What prompted me to change my mind?

At the start of last year, after the announcement of lockdown 3, I felt stuck. Lacking momentum, I was trying to be everything that people expected me to be. I was trying to set up a business that would be acceptable to the masses. I was bending to please clients. I was putting out bland messages, I was trying to be everything that I thought was expected of me as a person, company, family man, friend, colleague and husband.

I realised at this point, the colour that I embodied was beige.

I hate beige. To me it represents doing what it expected of you. Living up to expectations. Fitting in at work. Not upsetting people. Being what you think people want you to be. Doing what you thought other people thought was right.
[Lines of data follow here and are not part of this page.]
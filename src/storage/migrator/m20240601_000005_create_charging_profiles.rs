//! Migration to create charging_profiles table

use sea_orm_migration::prelude::*;

#[derive(DeriveMigrationName)]
pub struct Migration;

#[async_trait::async_trait]
impl MigrationTrait for Migration {
    async fn up(&self, manager: &SchemaManager) -> Result<(), DbErr> {
        manager
            .create_table(
                Table::create()
                    .table(ChargingProfiles::Table)
                    .if_not_exists()
                    .col(
                        ColumnDef::new(ChargingProfiles::ProfileId)
                            .integer()
                            .not_null()
                            .primary_key(),
                    )
                    .col(
                        ColumnDef::new(ChargingProfiles::ConnectorId)
                            .integer()
                            .not_null(),
                    )
                    .col(
                        ColumnDef::new(ChargingProfiles::Purpose)
                            .string_len(32)
                            .not_null(),
                    )
                    .col(
                        ColumnDef::new(ChargingProfiles::ProfileJson)
                            .string()
                            .not_null(),
                    )
                    .col(
                        ColumnDef::new(ChargingProfiles::InstalledAt)
                            .timestamp_with_time_zone()
                            .not_null(),
                    )
                    .to_owned(),
            )
            .await?;

        manager
            .create_index(
                Index::create()
                    .name("idx_charging_profiles_connector")
                    .table(ChargingProfiles::Table)
                    .col(ChargingProfiles::ConnectorId)
                    .to_owned(),
            )
            .await
    }

    async fn down(&self, manager: &SchemaManager) -> Result<(), DbErr> {
        manager
            .drop_table(Table::drop().table(ChargingProfiles::Table).to_owned())
            .await
    }
}

#[derive(Iden)]
enum ChargingProfiles {
    Table,
    ProfileId,
    ConnectorId,
    Purpose,
    ProfileJson,
    InstalledAt,
}
//! CancelReservation handler

use std::sync::Arc;

use rust_ocpp::v1_6::messages::cancel_reservation::{
    CancelReservationRequest, CancelReservationResponse,
};
use rust_ocpp::v1_6::types::CancelReservationStatus;
use serde_json::Value;
use tracing::info;

use crate::support::errors::CallErrorCode;

use super::{parse_payload, Dispatcher};

pub async fn handle(
    dispatcher: &Arc<Dispatcher>,
    payload: &Value,
) -> Result<Value, (CallErrorCode, String)> {
    let req: CancelReservationRequest = parse_payload(payload)?;

    info!(reservation_id = req.reservation_id, "CancelReservation");

    let status = if dispatcher.transactions.cancel_reservation(req.reservation_id) {
        CancelReservationStatus::Accepted
    } else {
        CancelReservationStatus::Rejected
    };

    let response = CancelReservationResponse { status };
    Ok(serde_json::to_value(&response).unwrap_or_default())
}
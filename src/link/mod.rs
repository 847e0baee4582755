//! WebSocket transport to the central system

pub mod websocket;

pub use websocket::{LinkEvent, WebSocketLink};
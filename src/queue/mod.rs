//! Outbound message queue and reconnect backoff

pub mod backoff;
pub mod message_queue;

pub use backoff::ReconnectBackoff;
pub use message_queue::{CallOutcome, EnhancedMessage, MessageQueue, QueueKind, SendGate};
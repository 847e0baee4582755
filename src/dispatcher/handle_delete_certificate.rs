//! DeleteCertificate handler (security extension)

use std::sync::Arc;

use serde_json::Value;
use tracing::info;

use crate::drivers::DeleteRootResult;
use crate::support::errors::CallErrorCode;
use crate::support::security::{
    DeleteCertificateRequest, DeleteCertificateResponse, DeleteCertificateStatus,
};

use super::{parse_payload, Dispatcher};

pub async fn handle(
    dispatcher: &Arc<Dispatcher>,
    payload: &Value,
) -> Result<Value, (CallErrorCode, String)> {
    let req: DeleteCertificateRequest = parse_payload(payload)?;

    info!(serial = req.certificate_hash_data.serial_number.as_str(), "DeleteCertificate");

    let profile = dispatcher.device_model.security_profile();
    let status = match dispatcher
        .cert_store
        .delete_root(&req.certificate_hash_data, profile)
        .await
    {
        DeleteRootResult::Accepted => DeleteCertificateStatus::Accepted,
        DeleteRootResult::Failed => DeleteCertificateStatus::Failed,
        DeleteRootResult::NotFound => DeleteCertificateStatus::NotFound,
    };

    let response = DeleteCertificateResponse { status };
    Ok(serde_json::to_value(&response).unwrap_or_default())
}
//! UnlockConnector handler

use std::sync::Arc;

use rust_ocpp::v1_6::messages::unlock_connector::{
    UnlockConnectorRequest, UnlockConnectorResponse,
};
use serde_json::Value;
use tracing::info;

use crate::support::errors::CallErrorCode;

use super::{parse_payload, Dispatcher};

pub async fn handle(
    dispatcher: &Arc<Dispatcher>,
    payload: &Value,
) -> Result<Value, (CallErrorCode, String)> {
    let req: UnlockConnectorRequest = parse_payload(payload)?;

    info!(connector_id = req.connector_id, "UnlockConnector");

    let status = dispatcher
        .transactions
        .unlock_connector(req.connector_id as i32)
        .await;

    let response = UnlockConnectorResponse { status };
    Ok(serde_json::to_value(&response).unwrap_or_default())
}
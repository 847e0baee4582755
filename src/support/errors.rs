//! Error taxonomy
//!
//! Protocol-boundary errors map onto OCPP-J CallError codes; internal
//! errors are split into transport (transient, retried by the message
//! queue), validation, storage and driver categories.

use thiserror::Error;

/// OCPP-J CallError codes (OCPP 1.6 section 4.2.3).
#[derive(Debug, Clone, Copy, PartialEq, Eq)]
pub enum CallErrorCode {
    NotImplemented,
    NotSupported,
    InternalError,
    ProtocolError,
    SecurityError,
    FormationViolation,
    PropertyConstraintViolation,
    OccurrenceConstraintViolation,
    TypeConstraintViolation,
    GenericError,
}

impl CallErrorCode {
    pub fn as_str(&self) -> &'static str {
        match self {
            Self::NotImplemented => "NotImplemented",
            Self::NotSupported => "NotSupported",
            Self::InternalError => "InternalError",
            Self::ProtocolError => "ProtocolError",
            Self::SecurityError => "SecurityError",
            Self::FormationViolation => "FormationViolation",
            Self::PropertyConstraintViolation => "PropertyConstraintViolation",
            Self::OccurrenceConstraintViolation => "OccurrenceConstraintViolation",
            Self::TypeConstraintViolation => "TypeConstraintViolation",
            Self::GenericError => "GenericError",
        }
    }
}

impl std::fmt::Display for CallErrorCode {
    fn fmt(&self, f: &mut std::fmt::Formatter<'_>) -> std::fmt::Result {
        f.write_str(self.as_str())
    }
}

/// Errors raised inside the charge point core.
#[derive(Debug, Error)]
pub enum ChargePointError {
    #[error("Transport: {0}")]
    Transport(String),

    #[error("Offline: no response from central system")]
    Offline,

    #[error("Validation: {0}")]
    Validation(String),

    #[error("Unknown connector: {0}")]
    UnknownConnector(i32),

    #[error("No transaction active on connector {0}")]
    NoTransaction(i32),

    #[error("Storage error: {0}")]
    Storage(#[from] StorageError),

    #[error("Serialization error: {0}")]
    Serialization(#[from] serde_json::Error),

    #[error("Driver error: {0}")]
    Driver(String),
}

impl ChargePointError {
    /// Transport errors recover via queue retry; everything else is final.
    pub fn is_transient(&self) -> bool {
        matches!(self, Self::Transport(_) | Self::Offline)
    }
}

/// Errors from the persisted-state layer.
#[derive(Debug, Error)]
pub enum StorageError {
    #[error("Database error: {0}")]
    Database(#[from] sea_orm::DbErr),

    #[error("Serialization error: {0}")]
    Serialization(#[from] serde_json::Error),

    #[error("Not found: {0}")]
    NotFound(String),
}

pub type Result<T> = std::result::Result<T, ChargePointError>;
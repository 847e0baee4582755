//! Reset handler
//!
//! Both flavors are accepted. Running transactions are stopped first with
//! reason `HardReset` or `SoftReset`, then the runtime is told to
//! terminate (hard) or drain and restart the stack (soft).

use std::sync::Arc;

use rust_ocpp::v1_6::messages::reset::{ResetRequest, ResetResponse};
use rust_ocpp::v1_6::types::{Reason, ResetRequestStatus, ResetResponseStatus};
use serde_json::Value;
use tracing::info;

use crate::support::errors::CallErrorCode;

use super::{parse_payload, Dispatcher, RuntimeCommand};

#[derive(Debug, Clone, Copy, PartialEq, Eq)]
pub enum ResetKind {
    Hard,
    Soft,
}

pub async fn handle(
    dispatcher: &Arc<Dispatcher>,
    payload: &Value,
) -> Result<Value, (CallErrorCode, String)> {
    let req: ResetRequest = parse_payload(payload)?;

    info!(kind = ?req.kind, "Reset");

    let (reason, kind) = match req.kind {
        ResetRequestStatus::Hard => (Reason::HardReset, ResetKind::Hard),
        ResetRequestStatus::Soft => (Reason::SoftReset, ResetKind::Soft),
    };

    let transactions = dispatcher.transactions.clone();
    let commands = dispatcher.commands.clone();
    tokio::spawn(async move {
        transactions.stop_all_transactions(reason).await;
        let _ = commands.send(RuntimeCommand::Reset(kind));
    });

    let response = ResetResponse {
        status: ResetResponseStatus::Accepted,
    };
    Ok(serde_json::to_value(&response).unwrap_or_default())
}
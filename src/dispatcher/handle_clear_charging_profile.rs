//! ClearChargingProfile handler

use std::sync::Arc;

use rust_ocpp::v1_6::messages::clear_charging_profile::{
    ClearChargingProfileRequest, ClearChargingProfileResponse,
};
use rust_ocpp::v1_6::types::ClearChargingProfileStatus;
use serde_json::Value;
use tracing::info;

use crate::support::errors::CallErrorCode;

use super::{parse_payload, Dispatcher};

pub async fn handle(
    dispatcher: &Arc<Dispatcher>,
    payload: &Value,
) -> Result<Value, (CallErrorCode, String)> {
    let req: ClearChargingProfileRequest = parse_payload(payload)?;

    info!(id = ?req.id, connector_id = ?req.connector_id, "ClearChargingProfile");

    let cleared = dispatcher
        .smart_charging
        .clear_profiles(
            req.id,
            req.connector_id,
            req.charging_profile_purpose,
            req.stack_level,
        )
        .await;

    let status = if cleared {
        ClearChargingProfileStatus::Accepted
    } else {
        ClearChargingProfileStatus::Unknown
    };

    let response = ClearChargingProfileResponse { status };
    Ok(serde_json::to_value(&response).unwrap_or_default())
}
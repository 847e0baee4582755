//! Authorization cache entry

use chrono::{DateTime, Utc};
use sea_orm::entity::prelude::*;

#[derive(Clone, Debug, PartialEq, Eq, DeriveEntityModel)]
#[sea_orm(table_name = "auth_cache")]
pub struct Model {
    #[sea_orm(primary_key, auto_increment = false)]
    pub id_tag: String,
    /// `IdTagInfo` serialized as JSON.
    pub info_json: String,
    pub cached_at: DateTime<Utc>,
}

#[derive(Copy, Clone, Debug, EnumIter, DeriveRelation)]
pub enum Relation {}

impl ActiveModelBehavior for ActiveModel {}
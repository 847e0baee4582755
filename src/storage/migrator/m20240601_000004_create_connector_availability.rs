//! Migration to create connector_availability table

use sea_orm_migration::prelude::*;

#[derive(DeriveMigrationName)]
pub struct Migration;

#[async_trait::async_trait]
impl MigrationTrait for Migration {
    async fn up(&self, manager: &SchemaManager) -> Result<(), DbErr> {
        manager
            .create_table(
                Table::create()
                    .table(ConnectorAvailability::Table)
                    .if_not_exists()
                    .col(
                        ColumnDef::new(ConnectorAvailability::ConnectorId)
                            .integer()
                            .not_null()
                            .primary_key(),
                    )
                    .col(
                        ColumnDef::new(ConnectorAvailability::Operative)
                            .boolean()
                            .not_null()
                            .default(true),
                    )
                    .to_owned(),
            )
            .await
    }

    async fn down(&self, manager: &SchemaManager) -> Result<(), DbErr> {
        manager
            .drop_table(Table::drop().table(ConnectorAvailability::Table).to_owned())
            .await
    }
}

#[derive(Iden)]
enum ConnectorAvailability {
    Table,
    ConnectorId,
    Operative,
}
Hiding your true colours, and everything that makes you, you.

Beige is what's left over when the colours have drained away. It's not got the purity of white, just a slight hue left over where the colour used to be.

And I realised that by choosing 'green' as my favourite colour all those years ago, and sticking with it every year since, I was actually CHOOSING to be beige. Because as much as I love green, it's not one of the colours that I would say embodies me the most.
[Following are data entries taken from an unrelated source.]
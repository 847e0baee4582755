//! ReserveNow handler

use std::sync::Arc;

use rust_ocpp::v1_6::messages::reserve_now::{ReserveNowRequest, ReserveNowResponse};
use serde_json::Value;
use tracing::info;

use crate::support::errors::CallErrorCode;

use super::{parse_payload, Dispatcher};

pub async fn handle(
    dispatcher: &Arc<Dispatcher>,
    payload: &Value,
) -> Result<Value, (CallErrorCode, String)> {
    let req: ReserveNowRequest = parse_payload(payload)?;

    info!(
        connector_id = req.connector_id,
        reservation_id = req.reservation_id,
        id_tag = req.id_tag.as_str(),
        "ReserveNow"
    );

    let status = dispatcher.transactions.reserve_now(
        req.connector_id as i32,
        req.expiry_date,
        &req.id_tag,
        req.parent_id_tag,
        req.reservation_id,
    );

    let response = ReserveNowResponse { status };
    Ok(serde_json::to_value(&response).unwrap_or_default())
}
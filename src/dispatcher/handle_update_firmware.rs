//! UpdateFirmware / SignedUpdateFirmware handlers
//!
//! Download and install run on a worker; each stage pushes
//! `FirmwareStatusNotification` (plain) or
//! `SignedFirmwareStatusNotification` (security extension). The signed
//! variant verifies the signing certificate first and rejects with
//! `InvalidCertificate` when it does not chain to the manufacturer root.

use std::sync::Arc;

use rust_ocpp::v1_6::messages::firmware_status_notification::FirmwareStatusNotificationRequest;
use rust_ocpp::v1_6::messages::update_firmware::{UpdateFirmwareRequest, UpdateFirmwareResponse};
use rust_ocpp::v1_6::types::FirmwareStatus;
use serde_json::Value;
use tracing::{info, warn};

use crate::queue::QueueKind;
use crate::support::errors::CallErrorCode;
use crate::support::security::{
    SecurityEvent, SignedFirmwareStatus, SignedFirmwareStatusNotificationRequest,
    SignedUpdateFirmwareRequest, SignedUpdateFirmwareResponse, UpdateFirmwareStatus,
};

use super::{parse_payload, Dispatcher};

fn push_status(dispatcher: &Arc<Dispatcher>, status: FirmwareStatus) {
    *dispatcher.last_firmware_status.lock().unwrap() = status.clone();
    let request = FirmwareStatusNotificationRequest { status };
    dispatcher.queue.enqueue(
        "FirmwareStatusNotification",
        serde_json::to_value(&request).unwrap_or_default(),
        QueueKind::Normal,
    );
}

fn push_signed_status(dispatcher: &Arc<Dispatcher>, status: SignedFirmwareStatus, request_id: i32) {
    let request = SignedFirmwareStatusNotificationRequest {
        status,
        request_id: Some(request_id),
    };
    dispatcher.queue.enqueue(
        "SignedFirmwareStatusNotification",
        serde_json::to_value(&request).unwrap_or_default(),
        QueueKind::Normal,
    );
}

pub async fn handle(
    dispatcher: &Arc<Dispatcher>,
    payload: &Value,
) -> Result<Value, (CallErrorCode, String)> {
    let req: UpdateFirmwareRequest = parse_payload(payload)?;

    info!(location = req.location.as_str(), retrieve_date = %req.retrieve_date, "UpdateFirmware");

    let worker = dispatcher.clone();
    tokio::spawn(async move {
        let wait = (req.retrieve_date - chrono::Utc::now()).num_seconds();
        if wait > 0 {
            tokio::time::sleep(std::time::Duration::from_secs(wait as u64)).await;
        }

        push_status(&worker, FirmwareStatus::Downloading);
        let path = match worker.file_agent.download_firmware(&req.location).await {
            Ok(path) => {
                push_status(&worker, FirmwareStatus::Downloaded);
                path
            }
            Err(e) => {
                warn!(error = e.as_str(), "Firmware download failed");
                push_status(&worker, FirmwareStatus::DownloadFailed);
                return;
            }
        };

        push_status(&worker, FirmwareStatus::Installing);
        match worker.file_agent.install_firmware(&path).await {
            Ok(()) => push_status(&worker, FirmwareStatus::Installed),
            Err(e) => {
                warn!(error = e.as_str(), "Firmware install failed");
                push_status(&worker, FirmwareStatus::InstallationFailed);
            }
        }
    });

    let response = UpdateFirmwareResponse {};
    Ok(serde_json::to_value(&response).unwrap_or_default())
}

pub async fn handle_signed(
    dispatcher: &Arc<Dispatcher>,
    payload: &Value,
) -> Result<Value, (CallErrorCode, String)> {
    let req: SignedUpdateFirmwareRequest = parse_payload(payload)?;

    info!(
        request_id = req.request_id,
        location = req.firmware.location.as_str(),
        "SignedUpdateFirmware"
    );

    if !dispatcher
        .cert_store
        .verify_firmware_signing_cert(&req.firmware.signing_certificate)
        .await
    {
        dispatcher.security_event(
            SecurityEvent::InvalidFirmwareSigningCertificate,
            Some(format!("requestId {}", req.request_id)),
        );
        let response = SignedUpdateFirmwareResponse {
            status: UpdateFirmwareStatus::InvalidCertificate,
        };
        return Ok(serde_json::to_value(&response).unwrap_or_default());
    }

    let worker = dispatcher.clone();
    tokio::spawn(async move {
        let request_id = req.request_id;
        push_signed_status(&worker, SignedFirmwareStatus::Downloading, request_id);
        let path = match worker
            .file_agent
            .download_firmware(&req.firmware.location)
            .await
        {
            Ok(path) => {
                push_signed_status(&worker, SignedFirmwareStatus::Downloaded, request_id);
                path
            }
            Err(e) => {
                warn!(error = e.as_str(), "Signed firmware download failed");
                push_signed_status(&worker, SignedFirmwareStatus::DownloadFailed, request_id);
                return;
            }
        };

        push_signed_status(&worker, SignedFirmwareStatus::SignatureVerified, request_id);
        push_signed_status(&worker, SignedFirmwareStatus::Installing, request_id);
        match worker.file_agent.install_firmware(&path).await {
            Ok(()) => push_signed_status(&worker, SignedFirmwareStatus::Installed, request_id),
            Err(e) => {
                warn!(error = e.as_str(), "Signed firmware install failed");
                push_signed_status(&worker, SignedFirmwareStatus::InstallationFailed, request_id);
            }
        }
    });

    let response = SignedUpdateFirmwareResponse {
        status: UpdateFirmwareStatus::Accepted,
    };
    Ok(serde_json::to_value(&response).unwrap_or_default())
}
My favourite colours are red and black.

 
 

Red is fire, excitement, danger, risk. It embodies the fiercely passionate side of me when I'm at my most excited, alive and joyous.

 

Black is depth, the unknown, the dark side. It is the honest self that lurks within each of us, often hidden from view (and obscured by the beige). It is everything that beige is not.

 
 

Looking back, the times I have embraced these colours and embodied them have been the most exciting, intense and joyous experiences in my life. Pardon the pun, but everything else pales in comparison


Recognising this is one thing, but living it is another. As much as I pushed last year, as much as I achieved, I'm still feeling a little beige right now. Maybe it's 2 years of Covid, lockdowns and home-schooling. Maybe it's a mid-life thing.

But beige isn't good enough.

For all the goals we've set, the intentions we have and the life we're aiming for, we should also give consideration to what gives us joy, and find ways to BE who we ARE to make MORE of those moments.

Maybe this year we should just strive to be true to our colours.